The 2015 conference in San Francisco proved a huge success (fire alarm not withstanding). Over 86 percent of attendees indicated that they were “very satisfied” with San Francisco and, in line with our strategic goal to facilitate networking within the meeting, over 84 percent reported that they had sufficient time to network and share ideas. And although it is difficult to measure the strategic goal of creating “vibrant HSS meetings,” we believe that we are at least on the right track (please see more on the meeting survey in this issue).
An important part of each meeting is the administration of travel grants, which takes a significant slice of our time. We are now in the third decade of our NSF-funded grants, which have allowed hundreds of graduate students, independent scholars, and recent PhDs to attend the conferences. For San Francisco we awarded eighty NSF-related grants, worth over $22,000 (we will highlight the impact of these grants in a later report); but because the NSF grants are limited to U.S. citizens or those attending U.S. schools, and because the HSS is an international society, we also funded students and other scholars not eligible for the NSF awards (these monies came from prior meeting excesses—please note that the annual meeting always loses money but the HSS budgets for this loss so that meeting registrations remain affordable). These HSS funds, of over $14,000, allowed 38 more scholars, many of them from outside the U.S., to come to the meeting. Thus, over 110 scholars (of the 785 attending) received some support to attend the conference, representing an important ingredient in the recipe for a vibrant meeting.

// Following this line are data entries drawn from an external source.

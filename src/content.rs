/**
 * Functions and data structures for reading and writing quiz documents in the
 * filesystem.
 *
 * Each course is a directory under the courses directory. It holds one file per week,
 * `<week>.json`, and optionally `course.json` with a display name:
 *
 * ```text
 * courses/
 *   cog_psy/
 *     course.json
 *     week1.json
 *     week2.json
 * ```
 */
use std::fs;
use std::path::{Component, Path, PathBuf};

use log::{info, warn};
use serde::{Deserialize, Serialize};
use unicode_normalization::UnicodeNormalization;

use super::common::{AdminCapability, McqError, Result};
use super::quiz::QuizDocument;
use super::session::QuestionSource;


const COURSE_FILE: &str = "course.json";
const COURSE_STEM: &str = "course";
const WEEK_PREFIX: &str = "week";


pub trait ContentStore {
    /// Load and validate the quiz for one week of a course.
    fn get_quiz(&self, course_id: &str, week_id: &str) -> Result<QuizDocument>;
    fn list_courses(&self) -> Result<Vec<CourseSummary>>;
    fn exists(&self, course_id: &str, week_id: &str) -> bool;
    /// Store a quiz. Overwriting an existing week needs `admin`.
    fn save_quiz(
        &self, request: &SaveRequest, admin: Option<&AdminCapability>
    ) -> Result<SaveReceipt>;
}


#[derive(Serialize, Deserialize, Debug, Clone, PartialEq, Eq)]
pub struct CourseInfo {
    pub name: String,
    #[serde(default, skip_serializing_if = "Option::is_none")]
    pub description: Option<String>,
}


#[derive(Serialize, Debug, Clone, PartialEq, Eq)]
#[serde(rename_all = "camelCase")]
pub struct CourseSummary {
    pub id: String,
    pub name: String,
    pub description: Option<String>,
    pub weeks: Vec<WeekSummary>,
    pub total_questions: usize,
}


#[derive(Serialize, Debug, Clone, PartialEq, Eq)]
#[serde(rename_all = "camelCase")]
pub struct WeekSummary {
    pub id: String,
    pub name: String,
    pub question_count: usize,
}


#[derive(Debug, Clone)]
pub struct SaveRequest {
    /// Course id as the user typed it. Normalized before use.
    pub course_id: String,
    /// Display name for a course that does not exist yet.
    pub course_name: Option<String>,
    /// Store under this week instead of the next free `week<N>`.
    pub week_id: Option<String>,
    pub overwrite: bool,
    pub document: QuizDocument,
}


#[derive(Debug, Clone, PartialEq, Eq)]
pub struct SaveReceipt {
    pub course_id: String,
    pub week_id: String,
    pub path: PathBuf,
    pub is_new_course: bool,
    pub question_count: usize,
}


pub struct FileContentStore {
    root: PathBuf,
}


impl FileContentStore {
    pub fn new(root: &Path) -> Self {
        Self { root: root.to_path_buf() }
    }

    fn course_path(&self, course_id: &str) -> Result<PathBuf> {
        check_id(course_id)?;
        Ok(self.root.join(course_id))
    }

    fn quiz_path(&self, course_id: &str, week_id: &str) -> Result<PathBuf> {
        check_id(week_id)?;
        // `course.json` holds the course metadata, not a quiz.
        if week_id.eq_ignore_ascii_case(COURSE_STEM) {
            return Err(McqError::InvalidId(week_id.to_string()));
        }
        let mut builder = self.course_path(course_id)?;
        builder.push(format!("{}.json", week_id));
        Ok(builder)
    }

    fn load_course_info(&self, course_dir: &Path) -> Option<CourseInfo> {
        let path = course_dir.join(COURSE_FILE);
        let data = fs::read_to_string(&path).ok()?;
        match serde_json::from_str(&data) {
            Ok(info) => Some(info),
            Err(e) => {
                warn!("ignoring malformed {}: {}", path.to_string_lossy(), e);
                None
            },
        }
    }

    /// Return the week ids stored for a course, ordered by week number.
    fn week_ids(&self, course_dir: &Path) -> Result<Vec<String>> {
        let mut weeks = Vec::new();
        for entry in course_dir.read_dir().map_err(McqError::Io)? {
            let path = entry.map_err(McqError::Io)?.path();
            if !path.is_file() || path.extension().map_or(true, |e| e != "json") {
                continue;
            }
            if path.file_name().map_or(false, |name| name == COURSE_FILE) {
                continue;
            }
            if let Some(stem) = path.file_stem() {
                weeks.push(String::from(stem.to_string_lossy()));
            }
        }
        weeks.sort_by(|a, b| cmp_week_ids(a, b));
        Ok(weeks)
    }

    fn next_week_id(&self, course_dir: &Path) -> Result<String> {
        let highest = if course_dir.exists() {
            self.week_ids(course_dir)?
                .iter()
                .filter_map(|id| week_number(id))
                .max()
                .unwrap_or(0)
        } else {
            0
        };
        Ok(format!("{}{}", WEEK_PREFIX, highest + 1))
    }

    /// List every content file, grouped by course. Paths are relative to the courses
    /// directory.
    pub fn list_files(&self, _admin: &AdminCapability) -> Result<Vec<(String, Vec<PathBuf>)>> {
        let mut listing = Vec::new();
        for course_id in self.course_ids()? {
            let course_dir = self.root.join(&course_id);
            let mut files = Vec::new();
            for entry in course_dir.read_dir().map_err(McqError::Io)? {
                let path = entry.map_err(McqError::Io)?.path();
                if path.is_file() {
                    if let Some(name) = path.file_name() {
                        files.push(Path::new(&course_id).join(name));
                    }
                }
            }
            files.sort();
            listing.push((course_id, files));
        }
        Ok(listing)
    }

    /// Return the contents of a file below the courses directory, pretty-printed if it
    /// is JSON.
    pub fn read_file(&self, _admin: &AdminCapability, relative: &str) -> Result<String> {
        let relative_path = Path::new(relative);
        let inside = relative_path.components().all(|c| match c {
            Component::Normal(_) => true,
            _ => false,
        });
        if relative.is_empty() || !inside {
            return Err(McqError::InvalidId(relative.to_string()));
        }

        let path = self.root.join(relative_path);
        let data = fs::read_to_string(&path).map_err(McqError::Io)?;
        match serde_json::from_str::<serde_json::Value>(&data) {
            Ok(value) => serde_json::to_string_pretty(&value).map_err(McqError::Json),
            Err(_) => Ok(data),
        }
    }

    fn course_ids(&self) -> Result<Vec<String>> {
        if !self.root.exists() {
            return Ok(Vec::new());
        }

        let mut ids = Vec::new();
        for entry in self.root.read_dir().map_err(McqError::Io)? {
            let entry = entry.map_err(McqError::Io)?;
            if let Ok(file_type) = entry.file_type() {
                if !file_type.is_dir() {
                    continue;
                }
            }
            let name = String::from(entry.file_name().to_string_lossy());
            // For example, a .git directory.
            if name.starts_with(".") {
                continue;
            }
            ids.push(name);
        }
        ids.sort();
        Ok(ids)
    }
}


impl ContentStore for FileContentStore {
    fn get_quiz(&self, course_id: &str, week_id: &str) -> Result<QuizDocument> {
        let path = self.quiz_path(course_id, week_id)?;
        if !path.is_file() {
            return Err(McqError::ContentNotFound {
                course_id: course_id.to_string(),
                week_id: week_id.to_string(),
            });
        }

        let data = fs::read_to_string(&path).map_err(McqError::Io)?;
        QuizDocument::from_json(&data)
    }

    fn list_courses(&self) -> Result<Vec<CourseSummary>> {
        let mut courses = Vec::new();
        for course_id in self.course_ids()? {
            let course_dir = self.root.join(&course_id);
            let info = self.load_course_info(&course_dir);

            let mut weeks = Vec::new();
            for week_id in self.week_ids(&course_dir)? {
                match self.get_quiz(&course_id, &week_id) {
                    Ok(quiz) => {
                        weeks.push(WeekSummary {
                            name: week_name(&week_id),
                            id: week_id,
                            question_count: quiz.questions.len(),
                        });
                    },
                    Err(e) => {
                        warn!("skipping {}/{}: {}", course_id, week_id, e);
                    },
                }
            }

            let total_questions = weeks.iter().map(|w| w.question_count).sum();
            let (name, description) = match info {
                Some(info) => (info.name, info.description),
                None => (course_id.clone(), None),
            };
            courses.push(CourseSummary { id: course_id, name, description, weeks, total_questions });
        }
        Ok(courses)
    }

    fn exists(&self, course_id: &str, week_id: &str) -> bool {
        self.quiz_path(course_id, week_id).map(|p| p.is_file()).unwrap_or(false)
    }

    fn save_quiz(
        &self, request: &SaveRequest, admin: Option<&AdminCapability>
    ) -> Result<SaveReceipt> {
        request.document.validate()?;

        let course_id = normalize_course_id(&request.course_id)?;
        let course_dir = self.course_path(&course_id)?;
        let week_id = match &request.week_id {
            Some(week_id) => week_id.trim().to_string(),
            None => self.next_week_id(&course_dir)?,
        };
        let path = self.quiz_path(&course_id, &week_id)?;

        if path.exists() {
            if !request.overwrite {
                return Err(McqError::Conflict(path));
            }
            if admin.is_none() {
                return Err(McqError::AdminRequired);
            }
        }

        let is_new_course = !course_dir.exists();
        if is_new_course {
            fs::create_dir_all(&course_dir).map_err(McqError::Io)?;
            info!("created course directory {}", course_dir.to_string_lossy());
        }

        let info_path = course_dir.join(COURSE_FILE);
        if !info_path.exists() {
            let name = request.course_name.clone()
                .filter(|name| !name.trim().is_empty())
                .unwrap_or_else(|| request.course_id.trim().to_string());
            let info = CourseInfo { name, description: Some(request.document.title.clone()) };
            let serialized = serde_json::to_string_pretty(&info).map_err(McqError::Json)?;
            fs::write(&info_path, serialized)
                .or(Err(McqError::CannotWriteToFile(info_path.clone())))?;
        }

        let serialized = request.document.to_json()?;
        fs::write(&path, serialized).or(Err(McqError::CannotWriteToFile(path.clone())))?;
        info!("saved quiz to {}", path.to_string_lossy());

        Ok(SaveReceipt {
            course_id,
            week_id,
            path,
            is_new_course,
            question_count: request.document.questions.len(),
        })
    }
}


/// Load every stored quiz, skipping the ones that fail to load. Used to build a
/// practice session across courses.
pub fn load_practice_pool<C: ContentStore + ?Sized>(
    store: &C
) -> Result<Vec<(QuestionSource, QuizDocument)>> {
    let mut pool = Vec::new();
    for course in store.list_courses()? {
        for week in course.weeks.iter() {
            match store.get_quiz(&course.id, &week.id) {
                Ok(quiz) => pool.push((QuestionSource::new(&course.id, &week.id), quiz)),
                Err(e) => warn!("could not load questions for {}/{}: {}", course.id, week.id, e),
            }
        }
    }
    Ok(pool)
}


/// Lowercase the id and replace runs of whitespace with underscores, e.g.
/// `Cognitive Psychology` becomes `cognitive_psychology`.
pub fn normalize_course_id(raw: &str) -> Result<String> {
    let normalized: String = raw.nfc().collect::<String>().to_lowercase();
    let id = normalized.split_whitespace().collect::<Vec<&str>>().join("_");
    check_id(&id)?;
    Ok(id)
}


/// Ids become file names, so they must be a single, ordinary path component.
fn check_id(id: &str) -> Result<()> {
    let valid = !id.is_empty()
        && !id.starts_with(".")
        && !id.contains(|c: char| c == '/' || c == '\\' || c.is_control());
    if valid {
        Ok(())
    } else {
        Err(McqError::InvalidId(id.to_string()))
    }
}


fn week_number(week_id: &str) -> Option<u32> {
    if week_id.starts_with(WEEK_PREFIX) {
        week_id[WEEK_PREFIX.len()..].parse().ok()
    } else {
        None
    }
}


/// `week3` is shown as `Week 3`; other ids are shown as they are.
pub fn week_name(week_id: &str) -> String {
    match week_number(week_id) {
        Some(n) => format!("Week {}", n),
        None => week_id.to_string(),
    }
}


/// Numbered weeks come first in numeric order, then any other ids alphabetically.
fn cmp_week_ids(a: &str, b: &str) -> std::cmp::Ordering {
    match (week_number(a), week_number(b)) {
        (Some(x), Some(y)) => x.cmp(&y),
        (Some(_), None) => std::cmp::Ordering::Less,
        (None, Some(_)) => std::cmp::Ordering::Greater,
        (None, None) => a.cmp(b),
    }
}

But hosting exciting conferences is just one of the six strategic goals and the Executive Office is intimately involved with the other five goals. Over this past year, and into the new year, we will continue to advocate for the history of science (on Capitol Hill and elsewhere), to refine the governance of the Society so that it serves you better, to publish and reward the best scholarship in the field, to explore ways that we can help all constituents of the history of science (i.e. those committed to doing, making, or advocating for the history of science, or who are learning to do so), and to engage the public and educators so that they can use the history of science in their lives and in their instruction.
None of this would be possible without you, our members. Please join us as we carry the flag for our field.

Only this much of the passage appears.